自己とは他なし、絶対無限の‥‥自分を概念規定すれば?
浅井豪男
最近マスコミなどで自分探しの旅へ出る若者のニュースをよく見聞きします。
この様なニュースに接する度、昔の自分をよく思い出したりします。
今思えば日替ランチのように考えがコロコロ変り、
昨日まで輝いていたものが色褪せて見えることも再三でした。
そしていつもどこかに「まあ、いいか。

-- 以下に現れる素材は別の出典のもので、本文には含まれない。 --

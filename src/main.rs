//! EAGLE Bridge Relayer
//!
//! Watches the X Layer and BSC bridge contracts, records every bridge event
//! as a request, and executes the matching release, bridge-in or Solana mint
//! on the destination chain.

use std::collections::HashMap;
use std::sync::Arc;

use eyre::eyre;
use tracing::{error, info, warn};

use eagle_relayer::api;
use eagle_relayer::attestation::AttestationSigner;
use eagle_relayer::config::Config;
use eagle_relayer::confirmation::ConfirmationTracker;
use eagle_relayer::connectors::{EvmConnector, EvmRpcConnector, SolanaConnector, SolanaRpcConnector};
use eagle_relayer::db::{self, BridgeStore, PgStore};
use eagle_relayer::executors::Executors;
use eagle_relayer::processor::{BridgeNotification, RequestProcessor, RouteTable};
use eagle_relayer::recovery::RecoveryService;
use eagle_relayer::service::{BridgeService, ChainDirectory};
use eagle_relayer::types::ChainName;
use eagle_relayer::watchers::{EvmWatcher, WatcherManager};

fn main() -> eyre::Result<()> {
    // Install color-eyre for better error reporting
    color_eyre::install()?;

    tokio::runtime::Builder::new_multi_thread()
        .enable_all()
        .build()?
        .block_on(async_main())
}

async fn async_main() -> eyre::Result<()> {
    init_logging();

    info!("Starting EAGLE Bridge Relayer");

    let config = Config::load()?;
    info!(
        xlayer_chain_id = config.xlayer.chain_id,
        bsc_chain_id = config.bsc.chain_id,
        solana_rpc = %config.solana.rpc_url,
        "Configuration loaded"
    );

    let pool = db::create_pool(&config.database.url).await?;
    info!("Database connected");

    db::run_migrations(&pool).await?;
    info!("Database migrations complete");

    let store: Arc<dyn BridgeStore> = Arc::new(PgStore::new(pool));

    // Refuse to start without a usable attestation key
    let signer = Arc::new(AttestationSigner::from_private_key(Some(
        &config.signer.private_key,
    ))?);
    info!(signer = %signer.address(), "Attestation signer loaded");

    let mut evm_connectors: HashMap<ChainName, Arc<dyn EvmConnector>> = HashMap::new();
    for chain in ChainName::SOURCES {
        let chain_config = config
            .evm_chain(chain)
            .ok_or_else(|| eyre!("No configuration for {}", chain))?;
        let connector =
            EvmRpcConnector::new(chain_config, &config.execution, &config.signer.private_key)?;
        evm_connectors.insert(chain, Arc::new(connector));
    }
    let connector_for = |chain: ChainName| {
        evm_connectors
            .get(&chain)
            .cloned()
            .ok_or_else(|| eyre!("No connector for {}", chain))
    };
    let solana: Arc<dyn SolanaConnector> =
        Arc::new(SolanaRpcConnector::new(&config.solana, &config.execution)?);

    let executors = Executors::from_connectors(
        &config,
        signer,
        connector_for(ChainName::XLayer)?,
        connector_for(ChainName::Bsc)?,
        solana,
    );
    let processor = Arc::new(RequestProcessor::new(
        store.clone(),
        executors,
        RouteTable::from_config(&config),
    ));

    // Alerting hook: log every terminal transition
    let mut notifications = processor.subscribe();
    tokio::spawn(async move {
        loop {
            match notifications.recv().await {
                Ok(BridgeNotification::Completed(request)) => info!(
                    source_tx_hash = %request.source_tx_hash,
                    route = %format!("{}->{}", request.from_chain, request.to_chain),
                    destination_tx_hash = ?request.destination_tx_hash,
                    "Bridge transfer completed"
                ),
                Ok(BridgeNotification::Failed(request)) => warn!(
                    source_tx_hash = %request.source_tx_hash,
                    route = %format!("{}->{}", request.from_chain, request.to_chain),
                    error = ?request.error_message,
                    "Bridge transfer failed, operator attention required"
                ),
                Err(tokio::sync::broadcast::error::RecvError::Lagged(skipped)) => {
                    warn!(skipped, "Notification listener lagged");
                }
                Err(tokio::sync::broadcast::error::RecvError::Closed) => break,
            }
        }
    });

    let watchers = ChainName::SOURCES
        .into_iter()
        .map(|chain| -> eyre::Result<EvmWatcher> {
            Ok(EvmWatcher::new(
                connector_for(chain)?,
                store.clone(),
                processor.clone(),
                config.sync.clone(),
            ))
        })
        .collect::<eyre::Result<Vec<_>>>()?;
    let watcher_manager = WatcherManager::new(watchers);
    let confirmation_tracker = ConfirmationTracker::new(processor.clone(), &config.execution);

    let recovery =
        RecoveryService::new(evm_connectors.values().cloned().collect(), processor.clone());
    let service = Arc::new(BridgeService::new(
        store.clone(),
        recovery,
        ChainDirectory::from_config(&config),
    ));

    // Create shutdown channels
    let (shutdown_tx, shutdown_rx) = tokio::sync::mpsc::channel::<()>(1);
    let (shutdown_tx2, shutdown_rx2) = tokio::sync::mpsc::channel::<()>(1);

    tokio::spawn(async move {
        wait_for_shutdown_signal().await;
        let _ = shutdown_tx.send(()).await;
        let _ = shutdown_tx2.send(()).await;
    });

    let api_addr = config.api.bind_address;
    tokio::spawn(async move {
        if let Err(e) = api::start_api_server(api_addr, service).await {
            error!(error = %e, "API server error");
        }
    });

    info!("Relayer initialized, starting watchers");

    tokio::select! {
        result = watcher_manager.run(shutdown_rx) => {
            if let Err(e) = result {
                error!(error = %e, "Watcher manager error");
            }
        }
        result = confirmation_tracker.run(shutdown_rx2) => {
            if let Err(e) = result {
                error!(error = %e, "Confirmation tracker error");
            }
        }
    }

    eagle_relayer::metrics::set_up(false);
    info!("EAGLE Bridge Relayer stopped");
    Ok(())
}

/// Initialize tracing/logging with structured output
fn init_logging() {
    use tracing_subscriber::{fmt, prelude::*, EnvFilter};

    let filter = EnvFilter::try_from_default_env()
        .unwrap_or_else(|_| EnvFilter::new("info,eagle_relayer=debug"));

    tracing_subscriber::registry()
        .with(fmt::layer().with_target(true).with_thread_ids(true))
        .with(filter)
        .init();
}

/// Wait for shutdown signals (SIGINT/SIGTERM)
async fn wait_for_shutdown_signal() {
    use tokio::signal;

    let ctrl_c = async {
        if let Err(e) = signal::ctrl_c().await {
            error!(error = %e, "Failed to listen for Ctrl+C");
            std::future::pending::<()>().await;
        }
    };

    #[cfg(unix)]
    let terminate = async {
        match signal::unix::signal(signal::unix::SignalKind::terminate()) {
            Ok(mut sigterm) => {
                sigterm.recv().await;
            }
            Err(e) => {
                error!(error = %e, "Failed to install SIGTERM handler");
                std::future::pending::<()>().await;
            }
        }
    };

    #[cfg(not(unix))]
    let terminate = std::future::pending::<()>();

    tokio::select! {
        _ = ctrl_c => {
            info!("Received Ctrl+C, initiating shutdown");
        }
        _ = terminate => {
            info!("Received SIGTERM, initiating shutdown");
        }
    }
}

」と妥協していた自分がいました。
この様に他人には厳しいことを言う反面、自分には甘く
身勝手でそのくせ他人から批判されると声を大にして反論はするし、
最後には居直って必ず「凡人だから仕方がない」と言っていました。
しかし一方では常に、
これについてはこうあらなければならないとか、この様にあるべきだなどと
虚勢を張って、無理していた自分が居たような気がします。
そんなある日、清沢満之の有名なあの言葉「自己とは他なし 絶対無限の
妙用に乗托して 任運に 法爾に この境遇に落在せるもの即ち是なり」
に出合いました。
この時の気持ちをひと言で申せば「そうだ!これだ、これだ」でした。
一瞬にして永年の疑問が氷解して肩からすうっと力が抜け、
何とも言えない満ち足りた気持ちになったことを今でも覚えています。
そして私にとってのあの言葉はそれ以降の心の安定剤になりました。
つまり自己と言うものは、如来(他力)の大きな働きに乗させて頂き、
因縁のまま、あるがままに、今ここに安住出来る存在なのだと気付かされたのです。
まさに心が180度ひっくり返った経験だったのです。
この言葉をさらに私なりの言葉に置き換えれば、
人間と言うものは自分一人の力で生きているのではない、
自分以外のすべてから生かされているのだ、
何事においても「させて頂く」と言う受身の使役形的な生き方が大切だ、
と頂いた次第だったのでした。
最後になりましたが、自分探しに行かれる方へ一言。
そのコースに、この記念館を入れられたら如何でしょうか?
案外、行かなくてもよくなるかも。